All of the records are to be copied out exactly, with nothing left out.
[Opening Material for this exercise section]
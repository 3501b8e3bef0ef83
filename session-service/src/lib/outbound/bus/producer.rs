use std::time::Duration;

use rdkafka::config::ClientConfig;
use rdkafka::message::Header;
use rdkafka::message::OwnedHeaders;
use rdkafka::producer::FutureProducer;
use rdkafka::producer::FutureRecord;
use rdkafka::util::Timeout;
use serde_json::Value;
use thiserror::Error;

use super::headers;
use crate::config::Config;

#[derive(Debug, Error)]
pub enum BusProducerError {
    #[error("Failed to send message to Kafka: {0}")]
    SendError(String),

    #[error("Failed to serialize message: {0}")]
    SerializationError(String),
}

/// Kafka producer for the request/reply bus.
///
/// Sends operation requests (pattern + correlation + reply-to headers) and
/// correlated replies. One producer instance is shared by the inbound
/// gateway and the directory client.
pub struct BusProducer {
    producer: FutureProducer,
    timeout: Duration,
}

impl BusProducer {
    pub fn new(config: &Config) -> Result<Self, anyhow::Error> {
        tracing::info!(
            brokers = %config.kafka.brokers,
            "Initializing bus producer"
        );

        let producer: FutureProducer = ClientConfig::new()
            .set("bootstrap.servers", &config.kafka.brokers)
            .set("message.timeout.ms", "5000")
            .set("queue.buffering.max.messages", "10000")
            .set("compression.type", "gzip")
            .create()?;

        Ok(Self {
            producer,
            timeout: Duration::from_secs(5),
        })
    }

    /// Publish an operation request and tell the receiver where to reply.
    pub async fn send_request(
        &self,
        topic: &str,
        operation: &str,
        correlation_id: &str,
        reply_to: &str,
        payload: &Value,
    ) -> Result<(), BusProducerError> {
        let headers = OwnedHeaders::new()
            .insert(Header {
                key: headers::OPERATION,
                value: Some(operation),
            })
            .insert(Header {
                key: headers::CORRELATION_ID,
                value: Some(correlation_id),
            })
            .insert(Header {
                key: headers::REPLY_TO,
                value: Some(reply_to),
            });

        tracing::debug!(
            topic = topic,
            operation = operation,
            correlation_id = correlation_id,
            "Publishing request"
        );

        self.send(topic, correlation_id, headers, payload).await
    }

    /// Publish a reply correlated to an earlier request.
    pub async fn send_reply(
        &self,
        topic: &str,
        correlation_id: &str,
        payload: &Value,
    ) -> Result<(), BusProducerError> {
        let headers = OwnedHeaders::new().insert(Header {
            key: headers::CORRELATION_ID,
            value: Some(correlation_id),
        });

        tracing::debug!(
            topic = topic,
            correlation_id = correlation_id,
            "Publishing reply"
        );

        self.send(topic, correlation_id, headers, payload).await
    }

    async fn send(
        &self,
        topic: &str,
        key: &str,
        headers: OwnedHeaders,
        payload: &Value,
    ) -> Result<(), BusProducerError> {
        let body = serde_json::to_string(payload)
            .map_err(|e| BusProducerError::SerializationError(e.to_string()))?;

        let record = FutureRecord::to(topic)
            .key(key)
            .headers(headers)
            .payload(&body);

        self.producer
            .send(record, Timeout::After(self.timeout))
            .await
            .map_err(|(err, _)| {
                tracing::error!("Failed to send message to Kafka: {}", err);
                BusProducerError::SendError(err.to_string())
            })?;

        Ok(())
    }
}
[Closing Material for this exercise section]
Solution to the exercise:
repository 3501b8e3bef0ef83
filename session-service/src/lib/outbound/bus/producer.rs
use std::time::Duration;

use rdkafka::config::ClientConfig;
use rdkafka::message::Header;
use rdkafka::message::OwnedHeaders;
use rdkafka::producer::FutureProducer;
use rdkafka::producer::FutureRecord;
use rdkafka::util::Timeout;
use serde_json::Value;
use thiserror::Error;

use super::headers;
use crate::config::Config;

#[derive(Debug, Error)]
pub enum BusProducerError {
    #[error("Failed to send message to Kafka: {0}")]
    SendError(String),

    #[error("Failed to serialize message: {0}")]
    SerializationError(String),
}

/// Kafka producer for the request/reply bus.
///
/// Sends operation requests (pattern + correlation + reply-to headers) and
/// correlated replies. One producer instance is shared by the inbound
/// gateway and the directory client.
pub struct BusProducer {
    producer: FutureProducer,
    timeout: Duration,
}

impl BusProducer {
    pub fn new(config: &Config) -> Result<Self, anyhow::Error> {
        tracing::info!(
            brokers = %config.kafka.brokers,
            "Initializing bus producer"
        );

        let producer: FutureProducer = ClientConfig::new()
            .set("bootstrap.servers", &config.kafka.brokers)
            .set("message.timeout.ms", "5000")
            .set("queue.buffering.max.messages", "10000")
            .set("compression.type", "gzip")
            .create()?;

        Ok(Self {
            producer,
            timeout: Duration::from_secs(5),
        })
    }

    /// Publish an operation request and tell the receiver where to reply.
    pub async fn send_request(
        &self,
        topic: &str,
        operation: &str,
        correlation_id: &str,
        reply_to: &str,
        payload: &Value,
    ) -> Result<(), BusProducerError> {
        let headers = OwnedHeaders::new()
            .insert(Header {
                key: headers::OPERATION,
                value: Some(operation),
            })
            .insert(Header {
                key: headers::CORRELATION_ID,
                value: Some(correlation_id),
            })
            .insert(Header {
                key: headers::REPLY_TO,
                value: Some(reply_to),
            });

        tracing::debug!(
            topic = topic,
            operation = operation,
            correlation_id = correlation_id,
            "Publishing request"
        );

        self.send(topic, correlation_id, headers, payload).await
    }

    /// Publish a reply correlated to an earlier request.
    pub async fn send_reply(
        &self,
        topic: &str,
        correlation_id: &str,
        payload: &Value,
    ) -> Result<(), BusProducerError> {
        let headers = OwnedHeaders::new().insert(Header {
            key: headers::CORRELATION_ID,
            value: Some(correlation_id),
        });

        tracing::debug!(
            topic = topic,
            correlation_id = correlation_id,
            "Publishing reply"
        );

        self.send(topic, correlation_id, headers, payload).await
    }

    async fn send(
        &self,
        topic: &str,
        key: &str,
        headers: OwnedHeaders,
        payload: &Value,
    ) -> Result<(), BusProducerError> {
        let body = serde_json::to_string(payload)
            .map_err(|e| BusProducerError::SerializationError(e.to_string()))?;

        let record = FutureRecord::to(topic)
            .key(key)
            .headers(headers)
            .payload(&body);

        self.producer
            .send(record, Timeout::After(self.timeout))
            .await
            .map_err(|(err, _)| {
                tracing::error!("Failed to send message to Kafka: {}", err);
                BusProducerError::SendError(err.to_string())
            })?;

        Ok(())
    }
}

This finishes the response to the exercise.